▸ **WHAT TO WORK ON**:
Gather all lines in the data that hold the string "PendingClose".

▸ **DATA SECTION**:
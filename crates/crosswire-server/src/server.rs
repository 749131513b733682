use std::collections::HashMap;
use std::sync::atomic::{AtomicBool, AtomicU64, Ordering};
use std::sync::{Arc, Weak};
use std::thread::JoinHandle;
use std::time::{Duration, Instant};

use parking_lot::Mutex;

use crosswire_rt::SyncBuffer;

use crate::client::{AudioClient, BufferGroup, BufferSnapshot, ClientShared};
use crate::device::{DeviceBackend, DeviceCallback, DeviceCaps, DeviceError, DeviceSetup};
use crate::handler::{ChannelMapping, ClientId, DeviceHandler};
use crate::subscription::{device_key, ChannelSubscription, ClientState, Direction};

/// Grace period before an unused device is actually closed.
const DEVICE_CLOSE_DELAY: Duration = Duration::from_millis(2000);

/// Default scratch depth for client temp buffers, in frames.
const CLIENT_SCRATCH_FRAMES: usize = 2048;

struct ClientInfo {
    state: ClientState,
    shared: Arc<ClientShared>,
    buffer_size: usize,
}

struct PendingClose {
    key: String,
    close_at: Instant,
}

#[derive(Default)]
struct DeviceRegistry {
    handlers: HashMap<String, Arc<DeviceHandler>>,
    pending_closes: Vec<PendingClose>,
}

#[derive(Default)]
struct DeviceInfoCache {
    caps: HashMap<String, DeviceCaps>,
}

struct MaintenanceState {
    stop: Arc<AtomicBool>,
    handle: Option<JoinHandle<()>>,
}

/// Process-wide device registry and subscription broker.
///
/// Owns one [`DeviceHandler`] per physical device in use, maps channel
/// subscriptions onto per-client SyncBuffers inside those handlers, and
/// publishes immutable routing snapshots for the realtime side.
///
/// Lock order, outermost first: `clients` -> `devices` -> a handler's
/// internal client-buffers lock. The caches use a disjoint mutex and are
/// never touched from realtime threads.
pub struct AudioServer {
    backend: Arc<dyn DeviceBackend>,
    clients: Mutex<HashMap<ClientId, ClientInfo>>,
    devices: Mutex<DeviceRegistry>,
    cache: Mutex<DeviceInfoCache>,
    next_client_id: AtomicU64,
    close_grace: Mutex<Duration>,
    maintenance: Mutex<Option<MaintenanceState>>,
}
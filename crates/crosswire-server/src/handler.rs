use std::sync::atomic::{AtomicBool, AtomicU64, AtomicUsize, Ordering};
use std::sync::Arc;
use std::time::Instant;

use arc_swap::ArcSwap;
use atomic_float::AtomicF64;
use parking_lot::Mutex;

use crosswire_rt::{AudioBuffer, MetricsCollector, SyncBuffer};

use crate::device::{DeviceBackend, DeviceCallback, DeviceError, DeviceSetup, OpenDevice};
use crate::subscription::ChannelSubscription;

/// Typical host-side stream shape, used to pre-seed the far end of a fresh
/// SyncBuffer so preparation can complete before the client's first call.
pub(crate) const CLIENT_SEED_RATE: f64 = 48_000.0;
pub(crate) const CLIENT_SEED_BLOCK: usize = 480;

/// Stable opaque client identity.
pub type ClientId = u64;

/// Maps one subscription to its position in the client's per-device list.
#[derive(Debug, Clone)]
pub struct ChannelMapping {
    pub subscription: ChannelSubscription,
    pub client_channel: usize,
}

/// Mutable per-client routing owned by the handler, edited on control
/// threads under the client-buffers lock.
struct ClientBuffers {
    input: Option<Arc<SyncBuffer>>,
    output: Option<Arc<SyncBuffer>>,
    input_mappings: Vec<ChannelMapping>,
    output_mappings: Vec<ChannelMapping>,
}

/// Immutable view of one client's routing for the realtime callback.
struct ClientEntry {
    client: ClientId,
    input: Option<Arc<SyncBuffer>>,
    output: Option<Arc<SyncBuffer>>,
    max_input_channel: usize,
    max_output_channel: usize,
}

#[derive(Default)]
struct DeviceSnapshot {
    clients: Vec<ClientEntry>,
}

struct DirectEntry {
    token: u64,
    callback: Arc<dyn DeviceCallback>,
    scratch: Mutex<AudioBuffer>,
}

struct RtScratch {
    temp: AudioBuffer,
}

/// Owns one physical device: the host callback, the per-client SyncBuffer
/// pairs, and the atomically published routing snapshot.
///
/// The realtime callback never takes the client-buffers mutex; it loads
/// the snapshot pointer with acquire ordering. The only lock it touches is
/// a try-lock on its own scratch, which fails (to silence) exactly while a
/// reopen is reconfiguring the device.
pub struct DeviceHandler {
    key: String,
    type_tag: String,
    name: String,
    backend: Arc<dyn DeviceBackend>,

    open: Mutex<Option<Box<dyn OpenDevice>>>,
    clients: Mutex<std::collections::HashMap<ClientId, ClientBuffers>>,
    snapshot: ArcSwap<DeviceSnapshot>,

    direct: Mutex<Vec<Arc<DirectEntry>>>,
    direct_snapshot: ArcSwap<Vec<Arc<DirectEntry>>>,
    next_direct_token: AtomicU64,

    rt: Mutex<RtScratch>,
    running: AtomicBool,

    sample_rate: AtomicF64,
    buffer_size: AtomicUsize,
    input_channels: AtomicUsize,
    output_channels: AtomicUsize,

    metrics: MetricsCollector,
}

impl DeviceHandler {
    pub fn new(type_tag: &str, name: &str, backend: Arc<dyn DeviceBackend>) -> Arc<Self> {
        Arc::new(Self {
            key: crate::subscription::device_key(type_tag, name),
            type_tag: type_tag.to_string(),
            name: name.to_string(),
            backend,
            open: Mutex::new(None),
            clients: Mutex::new(std::collections::HashMap::new()),
            snapshot: ArcSwap::from_pointee(DeviceSnapshot::default()),
            direct: Mutex::new(Vec::new()),
            direct_snapshot: ArcSwap::from_pointee(Vec::new()),
            next_direct_token: AtomicU64::new(1),
            rt: Mutex::new(RtScratch {
                temp: AudioBuffer::default(),
            }),
            running: AtomicBool::new(false),
            sample_rate: AtomicF64::new(0.0),
            buffer_size: AtomicUsize::new(0),
            input_channels: AtomicUsize::new(0),
            output_channels: AtomicUsize::new(0),
            metrics: MetricsCollector::new(64),
        })
    }

    pub fn key(&self) -> &str {
        &self.key
    }

    pub fn device_name(&self) -> &str {
        &self.name
    }

    pub fn type_tag(&self) -> &str {
        &self.type_tag
    }

    pub fn is_open(&self) -> bool {
        self.open.lock().is_some()
    }

    pub fn sample_rate(&self) -> f64 {
        self.sample_rate.load(Ordering::Acquire)
    }

    pub fn buffer_size(&self) -> usize {
        self.buffer_size.load(Ordering::Acquire)
    }

    /// Max of active input and output channels, the full-duplex width.
    pub fn channel_count(&self) -> usize {
        self.input_channels
            .load(Ordering::Acquire)
            .max(self.output_channels.load(Ordering::Acquire))
    }

    pub fn metrics(&self) -> &MetricsCollector {
        &self.metrics
    }

    pub fn open_device(self: &Arc<Self>, setup: &DeviceSetup) -> Result<(), DeviceError> {
        let mut open = self.open.lock();
        if open.is_some() {
            return Ok(());
        }
        let callback: Arc<dyn DeviceCallback> = Arc::clone(self) as Arc<dyn DeviceCallback>;
        let handle = self
            .backend
            .open(&self.type_tag, &self.name, setup, callback)?;
        *open = Some(handle);
        drop(open);

        self.running.store(true, Ordering::Release);
        tracing::info!(device = %self.key, "device opened");
        Ok(())
    }

    pub fn close_device(&self) {
        self.running.store(false, Ordering::Release);
        let handle = self.open.lock().take();
        if handle.is_some() {
            tracing::info!(device = %self.key, "device closed");
        }
        drop(handle);
    }

    /// Closes and reopens the device with new stream parameters. The
    /// scratch lock is held across the close so a realtime callback still
    /// in flight falls through to silence instead of racing the teardown;
    /// it is released before the open because stream start re-enters
    /// `about_to_start`.
    pub fn reopen_device(self: &Arc<Self>, setup: &DeviceSetup) -> Result<(), DeviceError> {
        {
            let _scratch = self.rt.lock();
            self.close_device();
        }
        self.open_device(setup)
    }

    /// Replaces this client's subscriptions on this device. Empty mapping
    /// lists remove the corresponding buffer; a client with neither side
    /// left is dropped entirely. Returns the (input, output) SyncBuffers
    /// now in place.
    pub(crate) fn replace_client(
        &self,
        client: ClientId,
        inputs: Vec<ChannelMapping>,
        outputs: Vec<ChannelMapping>,
    ) -> (Option<Arc<SyncBuffer>>, Option<Arc<SyncBuffer>>) {
        let mut clients = self.clients.lock();

        if inputs.is_empty() && outputs.is_empty() {
            if clients.remove(&client).is_some() {
                self.rebuild_snapshot_locked(&clients);
            }
            return (None, None);
        }

        let entry = clients.entry(client).or_insert_with(|| ClientBuffers {
            input: None,
            output: None,
            input_mappings: Vec::new(),
            output_mappings: Vec::new(),
        });

        if inputs.is_empty() {
            entry.input = None;
            entry.input_mappings.clear();
        } else {
            let buffer = Arc::new(SyncBuffer::new());
            // Seed the client (reader) side so the device writer can
            // prepare before the client's first pull.
            let channels = self
                .input_channels
                .load(Ordering::Acquire)
                .max(mapping_span(&inputs));
            let mut seed = AudioBuffer::new(channels, CLIENT_SEED_BLOCK);
            buffer.read(&mut seed, channels, CLIENT_SEED_BLOCK, CLIENT_SEED_RATE);
            entry.input = Some(buffer);
            entry.input_mappings = inputs;
        }

        if outputs.is_empty() {
            entry.output = None;
            entry.output_mappings.clear();
        } else {
            let buffer = Arc::new(SyncBuffer::new());
            let channels = self
                .output_channels
                .load(Ordering::Acquire)
                .max(mapping_span(&outputs));
            let seed = AudioBuffer::new(channels, CLIENT_SEED_BLOCK);
            buffer.write(&seed, channels, CLIENT_SEED_BLOCK, CLIENT_SEED_RATE);
            entry.output = Some(buffer);
            entry.output_mappings = outputs;
        }

        let result = (entry.input.clone(), entry.output.clone());
        self.rebuild_snapshot_locked(&clients);
        result
    }

    pub(crate) fn remove_client(&self, client: ClientId) {
        let mut clients = self.clients.lock();
        if clients.remove(&client).is_some() {
            self.rebuild_snapshot_locked(&clients);
        }
    }

    pub(crate) fn client_buffers(
        &self,
        client: ClientId,
    ) -> (Option<Arc<SyncBuffer>>, Option<Arc<SyncBuffer>>) {
        let clients = self.clients.lock();
        clients
            .get(&client)
            .map(|entry| (entry.input.clone(), entry.output.clone()))
            .unwrap_or((None, None))
    }

    pub(crate) fn has_client(&self, client: ClientId) -> bool {
        self.clients.lock().contains_key(&client)
    }

    pub fn has_active_subscriptions(&self) -> bool {
        !self.clients.lock().is_empty() || self.has_direct_callback()
    }

    pub fn has_direct_callback(&self) -> bool {
        !self.direct.lock().is_empty()
    }

    /// Registers a callback that runs inside the device callback, additive
    /// with subscription routing. Returns a token for unregistration.
    pub fn register_direct_callback(&self, callback: Arc<dyn DeviceCallback>) -> u64 {
        let token = self.next_direct_token.fetch_add(1, Ordering::AcqRel);
        let channels = self.channel_count().max(2);
        let block = self.buffer_size.load(Ordering::Acquire).max(CLIENT_SEED_BLOCK);
        let entry = Arc::new(DirectEntry {
            token,
            callback,
            scratch: Mutex::new(AudioBuffer::new(channels, block)),
        });
        let mut direct = self.direct.lock();
        direct.push(entry);
        self.direct_snapshot.store(Arc::new(direct.clone()));
        token
    }

    pub fn unregister_direct_callback(&self, token: u64) {
        let mut direct = self.direct.lock();
        direct.retain(|entry| entry.token != token);
        self.direct_snapshot.store(Arc::new(direct.clone()));
    }

    /// Flags any of this device's SyncBuffers that want re-preparation.
    pub(crate) fn collect_unprepared(&self, out: &mut Vec<Arc<SyncBuffer>>) {
        let clients = self.clients.lock();
        for entry in clients.values() {
            for buffer in [&entry.input, &entry.output].into_iter().flatten() {
                if buffer.needs_prepare() {
                    out.push(Arc::clone(buffer));
                }
            }
        }
    }

    fn rebuild_snapshot_locked(
        &self,
        clients: &std::collections::HashMap<ClientId, ClientBuffers>,
    ) {
        let mut entries: Vec<ClientEntry> = clients
            .iter()
            .map(|(client, buffers)| ClientEntry {
                client: *client,
                input: buffers.input.clone(),
                output: buffers.output.clone(),
                max_input_channel: mapping_span(&buffers.input_mappings).saturating_sub(1),
                max_output_channel: mapping_span(&buffers.output_mappings).saturating_sub(1),
            })
            .collect();
        entries.sort_by_key(|entry| entry.client);
        self.snapshot.store(Arc::new(DeviceSnapshot { clients: entries }));
    }
}

/// Highest referenced device channel + 1; zero for an empty mapping list.
fn mapping_span(mappings: &[ChannelMapping]) -> usize {
    mappings
        .iter()
        .map(|m| m.subscription.channel + 1)
        .max()
        .unwrap_or(0)
}

impl DeviceCallback for DeviceHandler {
    fn about_to_start(
        &self,
        sample_rate: f64,
        buffer_size: usize,
        input_channels: usize,
        output_channels: usize,
    ) {
        self.sample_rate.store(sample_rate, Ordering::Release);
        self.buffer_size.store(buffer_size, Ordering::Release);
        self.input_channels.store(input_channels, Ordering::Release);
        self.output_channels.store(output_channels, Ordering::Release);

        let channels = input_channels.max(output_channels).max(1);
        {
            let mut rt = self.rt.lock();
            rt.temp.resize(channels, buffer_size.max(1));
        }
        {
            let direct = self.direct.lock();
            for entry in direct.iter() {
                entry.scratch.lock().resize(channels, buffer_size.max(1));
                entry
                    .callback
                    .about_to_start(sample_rate, buffer_size, input_channels, output_channels);
            }
        }
        tracing::debug!(
            device = %self.key,
            sample_rate,
            buffer_size,
            input_channels,
            output_channels,
            "device stream starting"
        );
    }

    fn process(
        &self,
        input: &AudioBuffer,
        input_channels: usize,
        output: &mut AudioBuffer,
        output_channels: usize,
        frames: usize,
    ) {
        let started = Instant::now();
        output.clear_range(frames);

        if !self.running.load(Ordering::Acquire) {
            return;
        }
        // Held by reopen while the device is being reconfigured.
        let Some(mut scratch) = self.rt.try_lock() else {
            return;
        };

        let sample_rate = self.sample_rate.load(Ordering::Acquire);
        let snapshot = self.snapshot.load();
        let scratch_frames_ok = frames <= scratch.temp.len();

        for entry in &snapshot.clients {
            if let Some(sync) = &entry.input {
                let channels = (entry.max_input_channel + 1).min(input_channels);
                if channels > 0 {
                    sync.write(input, channels, frames, sample_rate);
                }
            }
            if let Some(sync) = &entry.output {
                let channels = (entry.max_output_channel + 1)
                    .min(output_channels)
                    .min(scratch.temp.channel_count());
                if channels > 0
                    && scratch_frames_ok
                    && sync.read(&mut scratch.temp, channels, frames, sample_rate) > 0
                {
                    for ch in 0..channels {
                        output.add_channel_from(ch, &scratch.temp, ch, frames);
                    }
                }
            }
        }

        let direct = self.direct_snapshot.load();
        for entry in direct.iter() {
            let Some(mut direct_scratch) = entry.scratch.try_lock() else {
                continue;
            };
            if frames > direct_scratch.len() {
                continue;
            }
            direct_scratch.clear_range(frames);
            entry
                .callback
                .process(input, input_channels, &mut direct_scratch, output_channels, frames);
            let channels = output_channels
                .min(direct_scratch.channel_count())
                .min(output.channel_count());
            for ch in 0..channels {
                output.add_channel_from(ch, &direct_scratch, ch, frames);
            }
        }

        let period_ns = if sample_rate > 0.0 {
            (frames as f64 / sample_rate * 1e9) as u64
        } else {
            0
        };
        self.metrics.record_block(started.elapsed(), period_ns);
    }

    fn stopped(&self) {
        self.running.store(false, Ordering::Release);
        let direct = self.direct.lock();
        for entry in direct.iter() {
            entry.callback.stopped();
        }
    }
}
impl BlockWork for CompiledSchedule {
    fn task_graph(&self) -> &DependencyTaskGraph {
        &self.task_graph
    }

    fn run_task(&self, index: usize) {
        let task = &self.tasks[index];
        let frames = self.frames.load(Ordering::Acquire);
        let mut state = task.state.lock();
        let state = &mut *state;

        state.buffer.clear_range(frames);
        if task.has_taps {
            state.tap.clear_range(frames);
        }

        for input in &task.inputs {
            match *input {
                BoundaryInput::FromHost { src, dst } => {
                    let io = self.io.read();
                    if src < io.input.channel_count() && dst < state.buffer.channel_count() {
                        state.buffer.add_channel_from(dst, &io.input, src, frames);
                    }
                }
                BoundaryInput::FromTask { task: source, src, dst } => {
                    // The dependency completed before this task became
                    // claimable; its buffer is stable for the block.
                    let source_state = self.tasks[source].state.lock();
                    if src < source_state.buffer.channel_count()
                        && dst < state.buffer.channel_count()
                    {
                        state.buffer.add_channel_from(dst, &source_state.buffer, src, frames);
                    }
                }
            }
        }

        let midi = self.midi.read();
        for link in &task.links {
            if let Some(shuffle) = &link.shuffle {
                state.scratch.clear_range(frames);
                for &(src, dst) in shuffle {
                    if src < state.buffer.channel_count() && dst < state.scratch.channel_count() {
                        state.scratch.add_channel_from(dst, &state.buffer, src, frames);
                    }
                }
                std::mem::swap(&mut state.buffer, &mut state.scratch);
            }
            link.processor
                .lock()
                .process(&mut state.buffer, frames, self.config.sample_rate, &midi);
            for &(src, dst) in &link.taps {
                if src < state.buffer.channel_count() && dst < state.tap.channel_count() {
                    state.tap.add_channel_from(dst, &state.buffer, src, frames);
                }
            }
        }
    }
}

▸ **FINAL ANSWER**:
struct PendingClose {
    pending_closes: Vec<PendingClose>,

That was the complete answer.